Abstract

Research on metallothionein (MT), unlike studies on any other metalloprotein, captures best the difficulties that investigators faced, and continue to face, when relating protein structure to protein function. This article discusses the structural complexity of the family of human MTs with the goal of providing a background for future investigations of their functions in health and disease by molecular and atomic spectroscopies. The analytical (bio)chemist needs to overcome formidable challenges in terms of sample preparation and speciation. MTs are expressed tissue- and isoprotein-specifically; their expression responds to a variety of physiological and environmental stimuli; they are present as closely related products of at least ten different genes, several of which can be expressed simultaneously at considerably different levels in a given tissue; they have additional polymorphic forms, variable metal load, oxidation states, and degrees of polymerization; they react with different metals and thiol-modifying agents; they are localized in the extracellular and intracellular space and re-distribute subcellularly.

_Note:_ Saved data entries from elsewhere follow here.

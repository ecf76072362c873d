//! Image building.
//!
//! A build turns one recipe, one prepared context and one target platform into
//! an [`ImageArtifact`]: the ordered layers plus the image config and manifest
//! blobs. The image starts from the base resolved for the platform: its layers
//! come first and its runtime defaults are inherited. Instructions are
//! evaluated in order. Every instruction extends the cache key chain, which is
//! rooted at the base manifest digest; layer-producing instructions look their
//! key up in the [`LayerCache`] first and only run on a miss.
//!
//! A failing step aborts the build. No partial artifact is returned and
//! nothing is retried.
//!
//! # Submodules
//!
//! - [`base`] - resolving the base image per platform
//! - [`executor`] - the [`StepExecutor`] seam and the process-based executor
//! - [`layer`] - deterministic tar+gzip layer packing, unpacking and diffing

pub mod base;
pub mod executor;
pub mod layer;
mod types;

use std::collections::BTreeMap;

use tracing::{debug, info};

use crate::cache::{CacheKey, CacheMode, LayerCache};
use crate::context::BuildContext;
use crate::oci::{
  Blob, ContainerConfig, ImageConfig, ImageManifest, MEDIA_TYPE_CONFIG, MEDIA_TYPE_MANIFEST,
};
use crate::platform::Platform;
use crate::recipe::render::{LABEL_BASE_DIGEST, LABEL_VERSION};
use crate::recipe::{ImageRecipe, Instruction};

pub use base::{BaseError, BaseLayer, BaseSource, LayoutBase, RegistryBase, ResolvedBase};
pub use executor::{ProcessExecutor, ProcessOptions, StepExecutor, StepRequest};
pub use types::*;

/// Build `recipe` for `platform` on top of `base`, which `source` resolved
/// for that platform.
///
/// The context must already be prepared for the recipe
/// ([`BuildContext::prepare`]).
#[allow(clippy::too_many_arguments)]
pub async fn build_image(
  recipe: &ImageRecipe,
  context: &BuildContext,
  platform: &Platform,
  base: &ResolvedBase,
  source: &dyn BaseSource,
  cache: &dyn LayerCache,
  executor: &dyn StepExecutor,
  mode: CacheMode,
) -> Result<ImageArtifact, BuildError> {
  recipe.validate()?;

  let instructions = recipe.instructions();
  let final_layer = instructions.iter().rposition(Instruction::produces_layer);

  info!(
    platform = %platform,
    base = %base.digest,
    instructions = instructions.len(),
    cache_mode = mode.as_str(),
    "building image"
  );

  let mut env: BTreeMap<String, String> = base.env();
  let mut workdir: Option<String> = base.config.working_dir.clone();
  let entrypoint = base.config.entrypoint.clone();
  let mut cmd: Vec<String> = base.config.cmd.clone();
  let mut labels = base.config.labels.clone();
  labels.extend(recipe.static_labels());
  labels.insert(LABEL_BASE_DIGEST.to_string(), base.digest.to_string());
  labels.insert(LABEL_VERSION.to_string(), context.version().to_string());

  let mut layers = Vec::new();
  let mut steps = Vec::new();
  let mut parent: Option<CacheKey> = None;

  for (index, instruction) in instructions.iter().enumerate() {
    let input = instruction.context_source().map(|s| context.input_hash(s)).transpose()?;
    let key = CacheKey::derive(parent.as_ref(), &base.digest, platform, instruction, input)?;
    parent = Some(key.clone());

    if !instruction.produces_layer() {
      match instruction {
        Instruction::Workdir { path } => workdir = Some(path.clone()),
        Instruction::Env { key, value } => {
          env.insert(key.clone(), value.clone());
        }
        Instruction::Label { key, value } => {
          labels.insert(key.clone(), value.clone());
        }
        Instruction::Cmd { argv } => cmd = argv.clone(),
        Instruction::Run { .. } | Instruction::Copy { .. } => {}
      }
      steps.push(StepRecord {
        instruction: instruction.describe(),
        key,
        status: StepStatus::Config,
        exported: false,
      });
      continue;
    }

    if let Some(layer) = cache.get(&key).await? {
      debug!(platform = %platform, step = index, key = %key.0.short(12), "cache hit");
      layers.push(layer);
      steps.push(StepRecord {
        instruction: instruction.describe(),
        key,
        status: StepStatus::Cached,
        exported: false,
      });
      continue;
    }

    debug!(platform = %platform, step = index, key = %key.0.short(12), "cache miss");
    let layer = executor
      .execute(StepRequest {
        platform,
        base,
        source,
        lower: &layers,
        instruction,
        env: &env,
        workdir: workdir.as_deref(),
        context,
      })
      .await?;

    let exported = mode.exports(final_layer == Some(index));
    if exported {
      cache.put(&key, &layer).await?;
    }
    layers.push(layer);
    steps.push(StepRecord {
      instruction: instruction.describe(),
      key,
      status: StepStatus::Built,
      exported,
    });
  }

  let container = ContainerConfig {
    env: env.iter().map(|(k, v)| format!("{}={}", k, v)).collect(),
    entrypoint,
    cmd,
    working_dir: workdir,
    labels,
  };
  let diff_ids = base
    .layers
    .iter()
    .map(|l| l.diff_id.clone())
    .chain(layers.iter().map(|l| l.diff_id.clone()))
    .collect();
  let config = Blob::from_json(MEDIA_TYPE_CONFIG, &ImageConfig::new(platform, container, diff_ids))?;

  let layer_descriptors = base
    .layers
    .iter()
    .map(|l| l.descriptor.clone())
    .chain(layers.iter().map(|l| l.descriptor.clone()))
    .collect();
  let manifest = Blob::from_json(
    MEDIA_TYPE_MANIFEST,
    &ImageManifest::new(config.descriptor.clone(), layer_descriptors),
  )?;

  let artifact = ImageArtifact {
    platform: platform.clone(),
    base: base.clone(),
    layers,
    config,
    manifest,
    steps,
  };

  info!(
    platform = %platform,
    digest = %artifact.manifest_digest(),
    cached = artifact.cache_hits(),
    built = artifact.cache_misses(),
    "image built"
  );

  Ok(artifact)
}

Results from the application of highly sensitive fluorimetric techniques suggest that the active form of the zinc/thiolate clusters in MT is not the one described by X-ray crystallography or NMR spectroscopy and that the thiol chemistry is the central aspect of MT's mechanism of action. MT is not saturated with zinc ions under normal physiological conditions, and it exists to variable extent in the apoform (thionein) and in partially oxidized forms (thionin). The complexity of human MTs calls for metallomics and metalloproteomics approaches that integrate the knowledge from several scientific disciplines. Any interpretation of MT functions is based on the linkage between the metal ions and their sulfur ligands from the cysteines. Studies on the antioxidant or reactive species-scavenging properties of the cysteine sulfurs of MT need to take the effects on zinc metabolism into account, while any studies with transition metal ions need to consider the effect of metal binding on the reactivity of the cysteine sulfurs.